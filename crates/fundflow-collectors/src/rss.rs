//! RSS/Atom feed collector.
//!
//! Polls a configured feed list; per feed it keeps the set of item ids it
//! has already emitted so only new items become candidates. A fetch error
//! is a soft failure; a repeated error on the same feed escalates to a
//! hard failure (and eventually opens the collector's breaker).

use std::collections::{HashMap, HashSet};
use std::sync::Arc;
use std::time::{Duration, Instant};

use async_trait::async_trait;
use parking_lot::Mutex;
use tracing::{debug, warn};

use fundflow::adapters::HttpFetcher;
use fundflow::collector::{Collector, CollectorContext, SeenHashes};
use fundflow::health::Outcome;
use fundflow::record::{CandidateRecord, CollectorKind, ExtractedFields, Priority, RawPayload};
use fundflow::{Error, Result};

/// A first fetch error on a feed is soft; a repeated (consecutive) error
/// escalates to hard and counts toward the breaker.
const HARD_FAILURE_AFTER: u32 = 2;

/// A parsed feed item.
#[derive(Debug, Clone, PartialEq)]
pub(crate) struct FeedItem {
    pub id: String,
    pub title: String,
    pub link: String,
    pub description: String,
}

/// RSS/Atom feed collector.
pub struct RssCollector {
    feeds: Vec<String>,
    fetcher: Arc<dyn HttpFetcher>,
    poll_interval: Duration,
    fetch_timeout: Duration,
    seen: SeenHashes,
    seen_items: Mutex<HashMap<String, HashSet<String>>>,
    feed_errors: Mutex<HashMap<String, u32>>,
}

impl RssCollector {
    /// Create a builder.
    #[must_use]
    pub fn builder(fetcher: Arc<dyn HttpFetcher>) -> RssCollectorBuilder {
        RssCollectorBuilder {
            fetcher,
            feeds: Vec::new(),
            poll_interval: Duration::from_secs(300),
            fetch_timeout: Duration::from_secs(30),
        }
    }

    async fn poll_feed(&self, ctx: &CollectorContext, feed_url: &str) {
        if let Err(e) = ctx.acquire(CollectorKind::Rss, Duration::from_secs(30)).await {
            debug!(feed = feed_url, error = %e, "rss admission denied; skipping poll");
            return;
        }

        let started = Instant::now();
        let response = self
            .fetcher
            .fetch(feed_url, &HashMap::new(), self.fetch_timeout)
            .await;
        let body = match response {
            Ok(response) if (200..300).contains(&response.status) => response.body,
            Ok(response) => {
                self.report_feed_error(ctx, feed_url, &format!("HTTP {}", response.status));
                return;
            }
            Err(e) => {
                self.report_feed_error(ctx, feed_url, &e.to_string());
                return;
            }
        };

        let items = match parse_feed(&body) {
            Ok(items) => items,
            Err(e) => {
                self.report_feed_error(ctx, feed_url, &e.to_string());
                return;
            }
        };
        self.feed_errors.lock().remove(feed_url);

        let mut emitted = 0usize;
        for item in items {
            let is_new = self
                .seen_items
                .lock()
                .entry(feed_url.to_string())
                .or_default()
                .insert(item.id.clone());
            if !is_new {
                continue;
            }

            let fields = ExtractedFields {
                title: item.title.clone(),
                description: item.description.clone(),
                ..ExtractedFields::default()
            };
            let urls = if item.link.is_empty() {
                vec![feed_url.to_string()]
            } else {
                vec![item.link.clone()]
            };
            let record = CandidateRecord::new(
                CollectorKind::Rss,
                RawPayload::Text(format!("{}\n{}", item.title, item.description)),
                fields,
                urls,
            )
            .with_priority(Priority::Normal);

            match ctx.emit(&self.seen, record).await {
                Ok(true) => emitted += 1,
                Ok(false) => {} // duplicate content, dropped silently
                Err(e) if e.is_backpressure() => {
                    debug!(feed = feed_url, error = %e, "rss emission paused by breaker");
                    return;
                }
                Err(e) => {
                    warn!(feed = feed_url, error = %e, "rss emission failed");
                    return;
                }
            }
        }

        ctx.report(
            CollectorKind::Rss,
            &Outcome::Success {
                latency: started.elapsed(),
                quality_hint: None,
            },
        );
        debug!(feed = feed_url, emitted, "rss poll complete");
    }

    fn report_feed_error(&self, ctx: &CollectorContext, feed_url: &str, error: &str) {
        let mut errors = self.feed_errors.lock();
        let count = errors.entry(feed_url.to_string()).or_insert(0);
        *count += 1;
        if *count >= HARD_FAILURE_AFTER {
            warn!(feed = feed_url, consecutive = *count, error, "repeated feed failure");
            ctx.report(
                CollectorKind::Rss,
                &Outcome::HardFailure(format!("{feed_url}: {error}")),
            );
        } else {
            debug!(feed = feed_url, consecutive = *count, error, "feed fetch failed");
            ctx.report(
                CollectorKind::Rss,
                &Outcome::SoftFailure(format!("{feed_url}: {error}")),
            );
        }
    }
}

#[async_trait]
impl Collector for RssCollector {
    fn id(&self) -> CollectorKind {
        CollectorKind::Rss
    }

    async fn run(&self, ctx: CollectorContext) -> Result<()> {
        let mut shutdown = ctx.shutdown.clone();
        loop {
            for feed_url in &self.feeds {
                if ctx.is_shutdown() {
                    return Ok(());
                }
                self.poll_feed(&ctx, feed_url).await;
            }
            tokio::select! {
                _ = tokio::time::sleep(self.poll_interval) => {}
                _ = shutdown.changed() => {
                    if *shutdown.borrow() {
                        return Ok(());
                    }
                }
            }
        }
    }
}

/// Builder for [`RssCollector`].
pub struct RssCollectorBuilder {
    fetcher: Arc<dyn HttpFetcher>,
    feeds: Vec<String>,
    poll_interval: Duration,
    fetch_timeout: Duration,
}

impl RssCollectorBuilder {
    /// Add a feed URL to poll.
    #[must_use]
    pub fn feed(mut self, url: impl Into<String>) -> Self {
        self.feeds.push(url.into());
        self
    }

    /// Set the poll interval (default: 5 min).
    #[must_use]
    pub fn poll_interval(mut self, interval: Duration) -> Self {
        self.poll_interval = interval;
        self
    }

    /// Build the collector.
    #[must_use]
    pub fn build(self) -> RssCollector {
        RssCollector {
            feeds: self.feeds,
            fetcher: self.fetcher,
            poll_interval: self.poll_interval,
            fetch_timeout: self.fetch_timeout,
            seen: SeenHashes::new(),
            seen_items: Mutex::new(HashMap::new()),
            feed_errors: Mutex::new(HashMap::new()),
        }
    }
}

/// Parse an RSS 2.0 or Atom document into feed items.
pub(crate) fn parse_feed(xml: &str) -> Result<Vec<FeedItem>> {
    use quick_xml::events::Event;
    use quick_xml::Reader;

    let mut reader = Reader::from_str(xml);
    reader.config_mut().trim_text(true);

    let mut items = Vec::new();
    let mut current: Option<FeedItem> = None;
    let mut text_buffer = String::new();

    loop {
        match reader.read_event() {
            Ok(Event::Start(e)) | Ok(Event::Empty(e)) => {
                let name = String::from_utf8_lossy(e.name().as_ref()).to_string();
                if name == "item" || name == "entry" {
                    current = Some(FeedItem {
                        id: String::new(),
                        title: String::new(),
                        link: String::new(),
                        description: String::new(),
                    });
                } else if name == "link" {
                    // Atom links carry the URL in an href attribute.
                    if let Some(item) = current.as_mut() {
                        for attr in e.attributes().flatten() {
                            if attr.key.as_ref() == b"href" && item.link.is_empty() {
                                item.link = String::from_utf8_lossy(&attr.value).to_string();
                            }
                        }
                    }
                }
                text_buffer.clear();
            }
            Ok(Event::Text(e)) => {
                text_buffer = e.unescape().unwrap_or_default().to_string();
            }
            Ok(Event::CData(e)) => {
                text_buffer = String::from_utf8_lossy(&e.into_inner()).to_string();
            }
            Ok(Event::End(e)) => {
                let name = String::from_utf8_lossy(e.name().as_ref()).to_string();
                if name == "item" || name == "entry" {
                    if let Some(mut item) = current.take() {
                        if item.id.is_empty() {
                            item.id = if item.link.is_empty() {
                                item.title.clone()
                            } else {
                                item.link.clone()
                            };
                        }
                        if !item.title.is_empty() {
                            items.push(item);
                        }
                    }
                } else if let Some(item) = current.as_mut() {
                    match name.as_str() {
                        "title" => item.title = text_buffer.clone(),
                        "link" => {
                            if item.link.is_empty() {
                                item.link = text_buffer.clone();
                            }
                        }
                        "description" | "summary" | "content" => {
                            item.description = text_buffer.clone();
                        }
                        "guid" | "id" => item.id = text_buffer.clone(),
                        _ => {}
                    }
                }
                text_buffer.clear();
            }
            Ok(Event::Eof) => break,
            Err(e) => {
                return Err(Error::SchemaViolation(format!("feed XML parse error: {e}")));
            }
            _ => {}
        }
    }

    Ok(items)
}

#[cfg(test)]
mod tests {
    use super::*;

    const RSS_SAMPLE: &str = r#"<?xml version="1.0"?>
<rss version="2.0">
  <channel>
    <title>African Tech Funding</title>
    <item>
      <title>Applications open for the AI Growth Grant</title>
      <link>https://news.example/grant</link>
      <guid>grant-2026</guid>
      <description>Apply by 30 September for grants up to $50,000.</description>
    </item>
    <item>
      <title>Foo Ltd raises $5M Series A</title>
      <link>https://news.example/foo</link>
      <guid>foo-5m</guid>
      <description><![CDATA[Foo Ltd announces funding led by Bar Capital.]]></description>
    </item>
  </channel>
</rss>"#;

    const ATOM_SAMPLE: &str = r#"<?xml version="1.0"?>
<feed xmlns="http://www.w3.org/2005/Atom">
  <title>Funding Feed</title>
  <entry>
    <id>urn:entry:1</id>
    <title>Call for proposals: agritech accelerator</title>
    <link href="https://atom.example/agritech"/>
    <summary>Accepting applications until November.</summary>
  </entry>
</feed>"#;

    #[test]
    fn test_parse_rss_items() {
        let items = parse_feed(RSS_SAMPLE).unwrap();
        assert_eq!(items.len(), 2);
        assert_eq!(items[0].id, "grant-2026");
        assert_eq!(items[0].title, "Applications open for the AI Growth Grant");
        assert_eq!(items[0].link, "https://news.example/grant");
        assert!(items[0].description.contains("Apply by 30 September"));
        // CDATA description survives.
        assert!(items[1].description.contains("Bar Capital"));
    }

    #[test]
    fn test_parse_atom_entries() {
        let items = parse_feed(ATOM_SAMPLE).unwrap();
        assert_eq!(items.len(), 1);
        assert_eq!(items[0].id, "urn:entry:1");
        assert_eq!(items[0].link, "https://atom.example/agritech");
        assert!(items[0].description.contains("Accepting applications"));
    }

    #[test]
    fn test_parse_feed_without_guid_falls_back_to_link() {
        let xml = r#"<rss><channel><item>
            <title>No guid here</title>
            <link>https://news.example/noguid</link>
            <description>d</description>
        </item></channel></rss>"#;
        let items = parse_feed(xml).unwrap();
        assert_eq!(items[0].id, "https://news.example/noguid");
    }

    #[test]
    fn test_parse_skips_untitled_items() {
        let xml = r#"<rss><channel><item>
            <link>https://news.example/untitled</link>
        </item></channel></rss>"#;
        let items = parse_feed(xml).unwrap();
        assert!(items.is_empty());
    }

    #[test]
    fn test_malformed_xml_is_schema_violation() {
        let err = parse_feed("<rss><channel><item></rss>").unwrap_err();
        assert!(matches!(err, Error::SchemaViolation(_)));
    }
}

━━━━━━━━━━

Task directions –
Please find all lines of the entries that hold the string "Growth" and copy them.

Answer to this task –
      <title>Applications open for the AI Growth Grant</title>
        assert_eq!(items[0].title, "Applications open for the AI Growth Grant");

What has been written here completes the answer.